(RECORDS TO USE)
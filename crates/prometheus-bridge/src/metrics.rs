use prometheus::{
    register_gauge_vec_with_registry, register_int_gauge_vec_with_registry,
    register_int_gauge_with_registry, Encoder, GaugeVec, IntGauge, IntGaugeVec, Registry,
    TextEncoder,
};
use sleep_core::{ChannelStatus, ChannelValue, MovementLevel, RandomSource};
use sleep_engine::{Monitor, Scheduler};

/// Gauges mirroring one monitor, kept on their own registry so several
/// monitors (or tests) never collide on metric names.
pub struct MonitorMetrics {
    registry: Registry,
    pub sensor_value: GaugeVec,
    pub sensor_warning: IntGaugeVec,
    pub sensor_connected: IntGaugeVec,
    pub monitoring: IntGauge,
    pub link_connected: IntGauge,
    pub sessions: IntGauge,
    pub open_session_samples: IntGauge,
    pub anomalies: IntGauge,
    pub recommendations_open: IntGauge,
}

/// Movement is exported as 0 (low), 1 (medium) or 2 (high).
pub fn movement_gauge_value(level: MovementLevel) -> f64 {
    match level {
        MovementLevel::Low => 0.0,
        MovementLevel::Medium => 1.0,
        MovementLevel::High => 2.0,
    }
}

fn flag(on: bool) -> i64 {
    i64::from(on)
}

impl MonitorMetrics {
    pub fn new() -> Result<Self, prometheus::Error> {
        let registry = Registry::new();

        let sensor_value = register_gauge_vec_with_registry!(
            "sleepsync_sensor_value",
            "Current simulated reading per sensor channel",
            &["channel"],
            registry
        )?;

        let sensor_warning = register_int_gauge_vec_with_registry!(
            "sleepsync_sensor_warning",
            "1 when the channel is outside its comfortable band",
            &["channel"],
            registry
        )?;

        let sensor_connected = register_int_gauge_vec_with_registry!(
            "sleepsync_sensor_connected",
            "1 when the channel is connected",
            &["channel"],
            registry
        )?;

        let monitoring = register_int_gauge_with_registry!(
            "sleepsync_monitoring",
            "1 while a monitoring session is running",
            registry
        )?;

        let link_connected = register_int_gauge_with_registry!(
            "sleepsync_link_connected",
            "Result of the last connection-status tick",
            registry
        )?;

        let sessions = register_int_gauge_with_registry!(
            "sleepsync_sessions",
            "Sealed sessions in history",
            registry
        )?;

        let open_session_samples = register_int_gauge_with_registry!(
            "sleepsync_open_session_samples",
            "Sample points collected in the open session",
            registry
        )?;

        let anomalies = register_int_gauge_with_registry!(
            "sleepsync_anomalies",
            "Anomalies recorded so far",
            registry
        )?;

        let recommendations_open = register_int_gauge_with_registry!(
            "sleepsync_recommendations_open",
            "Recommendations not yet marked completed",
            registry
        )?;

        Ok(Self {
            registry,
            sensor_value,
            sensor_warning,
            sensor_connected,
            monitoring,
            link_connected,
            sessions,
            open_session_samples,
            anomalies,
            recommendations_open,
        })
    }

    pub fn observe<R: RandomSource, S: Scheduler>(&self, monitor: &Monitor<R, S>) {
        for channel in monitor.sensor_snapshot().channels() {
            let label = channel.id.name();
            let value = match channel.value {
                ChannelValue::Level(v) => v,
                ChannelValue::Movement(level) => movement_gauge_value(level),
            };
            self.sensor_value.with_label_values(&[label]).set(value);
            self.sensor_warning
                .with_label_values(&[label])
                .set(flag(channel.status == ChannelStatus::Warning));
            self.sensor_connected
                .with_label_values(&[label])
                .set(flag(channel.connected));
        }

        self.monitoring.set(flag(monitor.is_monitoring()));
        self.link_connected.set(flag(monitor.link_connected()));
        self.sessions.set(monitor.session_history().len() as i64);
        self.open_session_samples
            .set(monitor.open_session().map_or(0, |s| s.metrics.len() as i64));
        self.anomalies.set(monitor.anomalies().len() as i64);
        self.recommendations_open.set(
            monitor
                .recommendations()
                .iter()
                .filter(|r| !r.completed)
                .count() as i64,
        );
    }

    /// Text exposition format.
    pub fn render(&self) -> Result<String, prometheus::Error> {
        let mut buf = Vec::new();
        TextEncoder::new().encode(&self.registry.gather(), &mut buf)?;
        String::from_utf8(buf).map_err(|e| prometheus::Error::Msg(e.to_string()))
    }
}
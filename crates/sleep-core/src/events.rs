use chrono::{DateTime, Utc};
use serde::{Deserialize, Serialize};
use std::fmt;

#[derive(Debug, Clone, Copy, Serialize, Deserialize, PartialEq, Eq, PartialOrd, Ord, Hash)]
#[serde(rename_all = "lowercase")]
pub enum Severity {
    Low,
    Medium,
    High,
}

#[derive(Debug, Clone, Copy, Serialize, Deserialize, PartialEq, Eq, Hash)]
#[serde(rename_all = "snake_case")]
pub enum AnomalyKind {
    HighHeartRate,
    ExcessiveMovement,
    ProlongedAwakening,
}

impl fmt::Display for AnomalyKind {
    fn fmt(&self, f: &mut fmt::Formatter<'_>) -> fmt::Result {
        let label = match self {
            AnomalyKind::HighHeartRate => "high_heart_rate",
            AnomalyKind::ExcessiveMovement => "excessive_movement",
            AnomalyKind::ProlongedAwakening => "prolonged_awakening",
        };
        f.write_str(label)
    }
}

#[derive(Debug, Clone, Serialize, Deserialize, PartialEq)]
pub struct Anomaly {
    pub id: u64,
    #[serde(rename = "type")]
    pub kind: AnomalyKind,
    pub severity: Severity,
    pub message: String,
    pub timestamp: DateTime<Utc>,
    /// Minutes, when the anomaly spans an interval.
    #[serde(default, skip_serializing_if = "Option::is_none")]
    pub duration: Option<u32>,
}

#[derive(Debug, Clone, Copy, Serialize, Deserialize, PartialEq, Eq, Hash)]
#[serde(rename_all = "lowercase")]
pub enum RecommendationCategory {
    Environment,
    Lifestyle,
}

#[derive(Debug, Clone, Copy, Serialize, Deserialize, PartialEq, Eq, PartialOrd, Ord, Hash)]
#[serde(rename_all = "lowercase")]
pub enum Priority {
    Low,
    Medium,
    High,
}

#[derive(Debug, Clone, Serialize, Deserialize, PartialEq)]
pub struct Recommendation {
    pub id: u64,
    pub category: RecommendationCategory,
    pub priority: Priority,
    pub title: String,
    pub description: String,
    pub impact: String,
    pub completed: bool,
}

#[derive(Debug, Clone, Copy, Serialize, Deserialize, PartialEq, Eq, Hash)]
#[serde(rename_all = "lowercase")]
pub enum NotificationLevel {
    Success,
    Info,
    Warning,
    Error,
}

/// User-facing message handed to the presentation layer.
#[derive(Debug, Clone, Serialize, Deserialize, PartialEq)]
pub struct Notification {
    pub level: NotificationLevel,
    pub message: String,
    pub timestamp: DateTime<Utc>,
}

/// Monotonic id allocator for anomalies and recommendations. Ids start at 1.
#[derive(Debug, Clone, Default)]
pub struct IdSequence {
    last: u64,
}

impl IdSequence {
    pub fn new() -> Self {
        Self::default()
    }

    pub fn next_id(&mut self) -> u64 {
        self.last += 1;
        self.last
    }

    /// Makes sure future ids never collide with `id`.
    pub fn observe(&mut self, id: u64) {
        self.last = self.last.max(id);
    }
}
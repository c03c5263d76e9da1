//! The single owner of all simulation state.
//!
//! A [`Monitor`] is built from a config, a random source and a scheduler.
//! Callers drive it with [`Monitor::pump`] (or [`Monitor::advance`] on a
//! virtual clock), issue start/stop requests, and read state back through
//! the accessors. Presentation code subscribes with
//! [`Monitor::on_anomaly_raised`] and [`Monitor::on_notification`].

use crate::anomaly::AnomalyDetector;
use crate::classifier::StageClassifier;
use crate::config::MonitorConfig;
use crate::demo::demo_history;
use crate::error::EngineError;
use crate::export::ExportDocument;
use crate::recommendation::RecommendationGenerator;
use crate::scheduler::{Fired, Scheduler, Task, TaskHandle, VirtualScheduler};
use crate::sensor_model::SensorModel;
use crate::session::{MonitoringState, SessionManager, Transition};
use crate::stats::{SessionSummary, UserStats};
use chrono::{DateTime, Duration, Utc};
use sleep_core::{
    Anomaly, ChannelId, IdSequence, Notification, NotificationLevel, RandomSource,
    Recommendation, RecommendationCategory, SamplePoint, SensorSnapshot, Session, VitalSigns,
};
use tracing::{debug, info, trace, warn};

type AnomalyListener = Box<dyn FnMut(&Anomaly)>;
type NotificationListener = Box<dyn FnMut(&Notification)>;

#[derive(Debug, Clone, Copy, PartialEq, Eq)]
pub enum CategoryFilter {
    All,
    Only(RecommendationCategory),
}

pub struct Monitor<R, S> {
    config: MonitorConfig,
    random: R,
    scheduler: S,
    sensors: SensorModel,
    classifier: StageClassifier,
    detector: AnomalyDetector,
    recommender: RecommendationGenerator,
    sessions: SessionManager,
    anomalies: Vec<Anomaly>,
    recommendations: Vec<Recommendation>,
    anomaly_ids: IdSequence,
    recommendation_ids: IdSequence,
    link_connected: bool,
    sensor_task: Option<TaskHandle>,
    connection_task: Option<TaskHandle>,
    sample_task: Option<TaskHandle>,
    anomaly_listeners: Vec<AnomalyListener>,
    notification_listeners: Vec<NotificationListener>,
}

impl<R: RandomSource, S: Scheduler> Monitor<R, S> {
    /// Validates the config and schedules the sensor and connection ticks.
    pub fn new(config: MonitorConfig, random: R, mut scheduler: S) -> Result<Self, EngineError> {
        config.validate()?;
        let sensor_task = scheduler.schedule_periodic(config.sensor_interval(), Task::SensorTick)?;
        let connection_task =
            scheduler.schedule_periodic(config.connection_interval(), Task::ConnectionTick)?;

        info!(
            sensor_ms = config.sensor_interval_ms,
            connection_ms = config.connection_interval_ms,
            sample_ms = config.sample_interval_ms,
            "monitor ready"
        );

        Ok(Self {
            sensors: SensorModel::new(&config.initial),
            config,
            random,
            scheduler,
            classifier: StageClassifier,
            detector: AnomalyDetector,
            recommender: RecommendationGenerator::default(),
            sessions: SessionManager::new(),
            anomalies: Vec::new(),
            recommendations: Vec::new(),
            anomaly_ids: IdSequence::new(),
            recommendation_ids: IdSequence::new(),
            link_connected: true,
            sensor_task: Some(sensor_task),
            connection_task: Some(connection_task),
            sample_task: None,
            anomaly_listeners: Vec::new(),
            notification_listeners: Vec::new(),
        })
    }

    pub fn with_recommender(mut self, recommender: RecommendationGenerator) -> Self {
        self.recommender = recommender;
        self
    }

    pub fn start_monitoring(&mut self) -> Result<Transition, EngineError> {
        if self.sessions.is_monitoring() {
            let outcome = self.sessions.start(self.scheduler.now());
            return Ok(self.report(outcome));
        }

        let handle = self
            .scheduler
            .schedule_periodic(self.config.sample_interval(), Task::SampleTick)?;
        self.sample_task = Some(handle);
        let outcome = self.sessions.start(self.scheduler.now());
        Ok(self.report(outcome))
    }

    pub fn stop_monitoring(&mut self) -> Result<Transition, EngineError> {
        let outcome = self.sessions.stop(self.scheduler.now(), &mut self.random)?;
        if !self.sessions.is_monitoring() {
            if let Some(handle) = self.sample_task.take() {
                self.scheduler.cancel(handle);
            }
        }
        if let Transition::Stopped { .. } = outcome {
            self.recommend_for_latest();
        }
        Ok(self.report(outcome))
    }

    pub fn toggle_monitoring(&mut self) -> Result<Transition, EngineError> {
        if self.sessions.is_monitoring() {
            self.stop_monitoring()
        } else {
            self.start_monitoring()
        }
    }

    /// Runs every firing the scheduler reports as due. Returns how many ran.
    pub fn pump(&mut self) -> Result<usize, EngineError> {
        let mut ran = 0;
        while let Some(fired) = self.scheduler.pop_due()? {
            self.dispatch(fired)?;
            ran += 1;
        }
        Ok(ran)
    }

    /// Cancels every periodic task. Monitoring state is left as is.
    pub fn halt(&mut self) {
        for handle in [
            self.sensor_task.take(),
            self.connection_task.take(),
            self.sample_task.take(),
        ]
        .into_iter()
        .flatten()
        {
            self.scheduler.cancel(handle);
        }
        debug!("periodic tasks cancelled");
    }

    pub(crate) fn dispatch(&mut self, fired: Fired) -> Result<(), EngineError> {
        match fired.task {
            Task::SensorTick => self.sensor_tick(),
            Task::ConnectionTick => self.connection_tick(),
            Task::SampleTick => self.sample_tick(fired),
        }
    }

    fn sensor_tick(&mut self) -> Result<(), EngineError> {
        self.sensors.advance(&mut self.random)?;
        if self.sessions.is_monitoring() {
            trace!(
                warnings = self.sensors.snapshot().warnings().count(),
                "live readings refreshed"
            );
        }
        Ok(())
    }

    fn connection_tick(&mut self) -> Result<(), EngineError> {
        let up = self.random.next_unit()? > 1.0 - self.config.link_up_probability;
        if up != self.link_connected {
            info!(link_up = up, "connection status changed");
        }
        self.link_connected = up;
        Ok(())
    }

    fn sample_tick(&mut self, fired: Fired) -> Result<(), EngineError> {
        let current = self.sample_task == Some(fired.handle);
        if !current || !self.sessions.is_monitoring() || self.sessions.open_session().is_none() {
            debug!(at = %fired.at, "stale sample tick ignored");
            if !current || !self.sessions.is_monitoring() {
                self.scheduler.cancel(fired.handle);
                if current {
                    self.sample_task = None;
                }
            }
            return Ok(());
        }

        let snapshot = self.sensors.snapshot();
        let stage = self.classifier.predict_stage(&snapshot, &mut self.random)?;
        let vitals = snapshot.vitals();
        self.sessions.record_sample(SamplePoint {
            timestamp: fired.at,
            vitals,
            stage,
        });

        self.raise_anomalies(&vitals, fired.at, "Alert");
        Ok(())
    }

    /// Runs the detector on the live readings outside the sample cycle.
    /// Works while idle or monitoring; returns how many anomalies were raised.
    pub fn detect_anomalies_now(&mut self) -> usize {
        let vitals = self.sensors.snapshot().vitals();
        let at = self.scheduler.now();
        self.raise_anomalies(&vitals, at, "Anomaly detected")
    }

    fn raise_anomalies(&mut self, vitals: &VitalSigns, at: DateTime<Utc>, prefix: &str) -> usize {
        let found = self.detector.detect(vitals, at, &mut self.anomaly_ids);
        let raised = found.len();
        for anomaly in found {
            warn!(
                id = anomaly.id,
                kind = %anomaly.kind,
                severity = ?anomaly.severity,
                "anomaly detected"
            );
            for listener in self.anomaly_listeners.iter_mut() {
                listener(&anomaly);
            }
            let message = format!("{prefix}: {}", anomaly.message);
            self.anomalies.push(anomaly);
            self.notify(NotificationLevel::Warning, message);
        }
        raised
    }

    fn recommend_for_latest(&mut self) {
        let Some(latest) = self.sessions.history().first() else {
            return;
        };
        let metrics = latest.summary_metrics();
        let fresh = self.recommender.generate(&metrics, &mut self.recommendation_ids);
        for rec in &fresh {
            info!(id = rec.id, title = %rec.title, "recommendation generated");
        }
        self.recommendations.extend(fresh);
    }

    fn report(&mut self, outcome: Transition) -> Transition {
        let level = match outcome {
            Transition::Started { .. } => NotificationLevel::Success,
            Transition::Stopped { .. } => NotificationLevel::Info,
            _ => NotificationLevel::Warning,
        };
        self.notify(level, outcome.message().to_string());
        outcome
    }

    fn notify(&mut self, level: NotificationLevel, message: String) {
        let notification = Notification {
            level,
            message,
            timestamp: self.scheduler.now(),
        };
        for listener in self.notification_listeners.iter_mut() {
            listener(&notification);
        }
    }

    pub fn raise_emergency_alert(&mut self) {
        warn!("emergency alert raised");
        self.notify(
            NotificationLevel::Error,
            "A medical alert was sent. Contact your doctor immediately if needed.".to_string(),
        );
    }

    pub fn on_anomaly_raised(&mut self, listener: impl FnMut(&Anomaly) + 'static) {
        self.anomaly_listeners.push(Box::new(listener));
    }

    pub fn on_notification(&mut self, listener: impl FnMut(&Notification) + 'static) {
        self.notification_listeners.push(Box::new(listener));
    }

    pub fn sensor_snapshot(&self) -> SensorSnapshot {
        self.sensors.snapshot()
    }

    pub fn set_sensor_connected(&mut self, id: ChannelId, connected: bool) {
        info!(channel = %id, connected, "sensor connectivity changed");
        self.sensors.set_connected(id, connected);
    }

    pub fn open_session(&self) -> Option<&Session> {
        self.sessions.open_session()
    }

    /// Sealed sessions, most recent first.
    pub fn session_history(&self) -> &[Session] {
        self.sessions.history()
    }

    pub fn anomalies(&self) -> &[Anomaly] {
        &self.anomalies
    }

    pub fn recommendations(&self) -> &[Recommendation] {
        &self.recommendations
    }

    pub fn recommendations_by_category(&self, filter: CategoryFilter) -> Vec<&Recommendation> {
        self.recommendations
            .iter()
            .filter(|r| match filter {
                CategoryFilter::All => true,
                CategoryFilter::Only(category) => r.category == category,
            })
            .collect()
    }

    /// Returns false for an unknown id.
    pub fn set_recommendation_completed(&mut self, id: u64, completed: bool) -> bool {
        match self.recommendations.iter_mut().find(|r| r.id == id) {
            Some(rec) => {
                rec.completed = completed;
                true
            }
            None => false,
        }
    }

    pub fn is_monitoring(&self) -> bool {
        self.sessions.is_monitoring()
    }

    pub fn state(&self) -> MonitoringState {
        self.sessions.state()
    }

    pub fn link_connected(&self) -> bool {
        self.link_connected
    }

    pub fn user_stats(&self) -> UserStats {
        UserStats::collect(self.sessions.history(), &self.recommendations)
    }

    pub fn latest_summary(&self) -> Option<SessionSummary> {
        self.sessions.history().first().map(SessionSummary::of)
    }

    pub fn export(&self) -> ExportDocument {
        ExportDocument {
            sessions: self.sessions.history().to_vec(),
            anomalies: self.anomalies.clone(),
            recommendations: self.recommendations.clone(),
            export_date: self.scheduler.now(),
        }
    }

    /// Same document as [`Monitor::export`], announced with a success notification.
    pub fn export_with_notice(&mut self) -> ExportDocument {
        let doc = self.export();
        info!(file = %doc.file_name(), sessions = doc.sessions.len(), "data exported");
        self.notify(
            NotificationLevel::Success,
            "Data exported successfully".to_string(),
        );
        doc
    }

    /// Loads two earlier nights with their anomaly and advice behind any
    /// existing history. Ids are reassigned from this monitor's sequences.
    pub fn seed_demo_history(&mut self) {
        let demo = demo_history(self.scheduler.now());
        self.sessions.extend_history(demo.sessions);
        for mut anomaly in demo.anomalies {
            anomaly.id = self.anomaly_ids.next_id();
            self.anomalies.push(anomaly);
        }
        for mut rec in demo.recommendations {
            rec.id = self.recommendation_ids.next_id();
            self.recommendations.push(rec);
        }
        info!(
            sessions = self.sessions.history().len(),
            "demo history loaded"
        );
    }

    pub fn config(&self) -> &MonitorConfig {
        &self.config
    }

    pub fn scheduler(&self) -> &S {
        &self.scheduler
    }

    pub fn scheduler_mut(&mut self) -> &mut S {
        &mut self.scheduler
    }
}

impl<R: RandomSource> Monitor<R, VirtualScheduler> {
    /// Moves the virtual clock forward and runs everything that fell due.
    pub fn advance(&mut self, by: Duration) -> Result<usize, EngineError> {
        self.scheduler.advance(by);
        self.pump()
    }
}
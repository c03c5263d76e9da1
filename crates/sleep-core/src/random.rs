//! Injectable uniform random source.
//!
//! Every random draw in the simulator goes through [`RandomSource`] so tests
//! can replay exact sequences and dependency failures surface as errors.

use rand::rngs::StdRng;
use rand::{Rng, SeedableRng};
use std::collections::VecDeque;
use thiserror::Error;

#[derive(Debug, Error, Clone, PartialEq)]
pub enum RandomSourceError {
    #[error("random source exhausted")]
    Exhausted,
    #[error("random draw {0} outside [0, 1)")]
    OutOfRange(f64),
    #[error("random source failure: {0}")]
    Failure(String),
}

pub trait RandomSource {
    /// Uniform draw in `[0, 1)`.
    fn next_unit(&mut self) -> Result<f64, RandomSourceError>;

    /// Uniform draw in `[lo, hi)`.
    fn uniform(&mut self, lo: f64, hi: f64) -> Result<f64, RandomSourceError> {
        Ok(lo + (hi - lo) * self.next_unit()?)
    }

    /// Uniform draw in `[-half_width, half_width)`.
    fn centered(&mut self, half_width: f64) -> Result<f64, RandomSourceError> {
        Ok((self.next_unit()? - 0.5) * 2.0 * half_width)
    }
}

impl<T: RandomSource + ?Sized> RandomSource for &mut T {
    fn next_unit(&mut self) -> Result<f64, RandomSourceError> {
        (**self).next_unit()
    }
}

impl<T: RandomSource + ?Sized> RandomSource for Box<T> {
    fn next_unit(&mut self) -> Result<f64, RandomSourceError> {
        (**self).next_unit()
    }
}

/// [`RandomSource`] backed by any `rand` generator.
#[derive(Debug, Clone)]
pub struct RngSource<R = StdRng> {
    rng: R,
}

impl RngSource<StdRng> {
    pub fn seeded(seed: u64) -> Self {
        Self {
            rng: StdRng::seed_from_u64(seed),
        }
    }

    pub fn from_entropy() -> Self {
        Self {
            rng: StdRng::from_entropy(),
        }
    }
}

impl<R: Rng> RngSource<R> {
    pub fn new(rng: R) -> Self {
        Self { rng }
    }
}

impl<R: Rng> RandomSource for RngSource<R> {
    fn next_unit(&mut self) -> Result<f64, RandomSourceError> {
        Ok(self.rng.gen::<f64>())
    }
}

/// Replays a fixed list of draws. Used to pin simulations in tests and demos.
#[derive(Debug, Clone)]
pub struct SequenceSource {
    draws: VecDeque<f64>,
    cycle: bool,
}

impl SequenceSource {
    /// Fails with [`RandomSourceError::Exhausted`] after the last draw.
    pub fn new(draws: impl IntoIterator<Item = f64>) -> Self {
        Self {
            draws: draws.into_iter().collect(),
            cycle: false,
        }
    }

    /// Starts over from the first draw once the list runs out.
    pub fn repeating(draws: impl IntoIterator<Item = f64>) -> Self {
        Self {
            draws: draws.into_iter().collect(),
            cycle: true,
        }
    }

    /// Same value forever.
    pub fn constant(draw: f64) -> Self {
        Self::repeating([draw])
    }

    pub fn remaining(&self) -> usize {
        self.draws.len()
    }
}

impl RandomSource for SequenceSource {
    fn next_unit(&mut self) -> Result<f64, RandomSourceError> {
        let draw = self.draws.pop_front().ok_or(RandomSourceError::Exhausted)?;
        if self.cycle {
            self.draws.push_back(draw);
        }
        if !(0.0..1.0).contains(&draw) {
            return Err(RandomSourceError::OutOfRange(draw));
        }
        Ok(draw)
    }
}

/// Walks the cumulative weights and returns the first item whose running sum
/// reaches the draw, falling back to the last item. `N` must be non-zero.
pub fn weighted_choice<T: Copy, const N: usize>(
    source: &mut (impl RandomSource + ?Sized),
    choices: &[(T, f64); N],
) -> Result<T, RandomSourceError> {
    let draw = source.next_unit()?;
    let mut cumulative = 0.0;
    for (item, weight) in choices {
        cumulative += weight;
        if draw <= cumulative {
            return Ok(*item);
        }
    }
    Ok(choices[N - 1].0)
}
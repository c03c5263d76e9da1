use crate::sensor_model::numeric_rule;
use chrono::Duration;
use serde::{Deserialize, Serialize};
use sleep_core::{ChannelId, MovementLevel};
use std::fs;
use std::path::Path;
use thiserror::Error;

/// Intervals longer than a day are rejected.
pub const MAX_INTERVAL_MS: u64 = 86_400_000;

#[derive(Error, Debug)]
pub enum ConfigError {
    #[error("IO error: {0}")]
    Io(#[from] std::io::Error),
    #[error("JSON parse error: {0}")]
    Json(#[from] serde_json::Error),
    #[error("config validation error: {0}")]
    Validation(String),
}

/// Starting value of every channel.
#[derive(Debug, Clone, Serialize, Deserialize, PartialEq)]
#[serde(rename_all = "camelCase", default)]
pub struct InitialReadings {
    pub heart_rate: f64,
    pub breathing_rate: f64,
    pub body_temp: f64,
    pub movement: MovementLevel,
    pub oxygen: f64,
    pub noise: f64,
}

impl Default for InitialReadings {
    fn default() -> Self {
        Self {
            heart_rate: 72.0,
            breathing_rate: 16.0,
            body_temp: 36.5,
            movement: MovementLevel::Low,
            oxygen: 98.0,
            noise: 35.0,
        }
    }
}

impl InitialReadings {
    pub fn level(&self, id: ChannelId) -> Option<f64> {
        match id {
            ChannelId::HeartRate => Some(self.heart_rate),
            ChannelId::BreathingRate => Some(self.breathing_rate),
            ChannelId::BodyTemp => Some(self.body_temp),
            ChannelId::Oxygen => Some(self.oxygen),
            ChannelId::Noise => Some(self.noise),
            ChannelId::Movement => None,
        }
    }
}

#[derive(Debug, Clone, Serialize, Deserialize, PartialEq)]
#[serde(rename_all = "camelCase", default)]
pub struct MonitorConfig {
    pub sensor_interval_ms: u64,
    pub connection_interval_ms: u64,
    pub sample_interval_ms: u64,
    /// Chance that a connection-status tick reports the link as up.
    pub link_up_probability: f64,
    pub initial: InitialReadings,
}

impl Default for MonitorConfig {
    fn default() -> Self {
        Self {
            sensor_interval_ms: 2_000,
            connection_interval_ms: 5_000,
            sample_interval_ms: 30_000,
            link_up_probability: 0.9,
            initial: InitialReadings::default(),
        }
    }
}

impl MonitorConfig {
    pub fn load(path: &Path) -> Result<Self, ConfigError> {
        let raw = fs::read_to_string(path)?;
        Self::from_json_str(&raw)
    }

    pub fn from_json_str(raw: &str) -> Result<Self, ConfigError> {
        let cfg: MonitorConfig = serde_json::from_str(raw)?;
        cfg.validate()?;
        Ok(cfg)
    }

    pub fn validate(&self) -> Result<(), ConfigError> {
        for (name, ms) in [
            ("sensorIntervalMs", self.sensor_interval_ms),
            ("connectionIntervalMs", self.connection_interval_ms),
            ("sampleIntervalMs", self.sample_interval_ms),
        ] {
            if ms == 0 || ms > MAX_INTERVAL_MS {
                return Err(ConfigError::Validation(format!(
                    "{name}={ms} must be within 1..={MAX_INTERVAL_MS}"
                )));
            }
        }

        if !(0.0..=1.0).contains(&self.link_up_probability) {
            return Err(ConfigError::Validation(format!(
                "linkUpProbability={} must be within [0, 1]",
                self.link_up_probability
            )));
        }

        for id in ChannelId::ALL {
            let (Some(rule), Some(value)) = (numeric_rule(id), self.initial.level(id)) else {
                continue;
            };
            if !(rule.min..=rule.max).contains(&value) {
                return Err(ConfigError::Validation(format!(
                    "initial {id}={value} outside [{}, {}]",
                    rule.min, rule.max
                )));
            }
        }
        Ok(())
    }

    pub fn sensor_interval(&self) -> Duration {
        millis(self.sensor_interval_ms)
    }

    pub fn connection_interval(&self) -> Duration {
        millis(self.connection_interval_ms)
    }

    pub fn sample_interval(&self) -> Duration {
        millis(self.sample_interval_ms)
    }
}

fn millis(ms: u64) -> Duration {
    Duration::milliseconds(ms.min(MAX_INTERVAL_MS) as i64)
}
(End RECORDS TO USE)
(YOUR TASK): How many of the lines above include the word "outcome"? Respond with the number alone.

(THE ANSWER): 11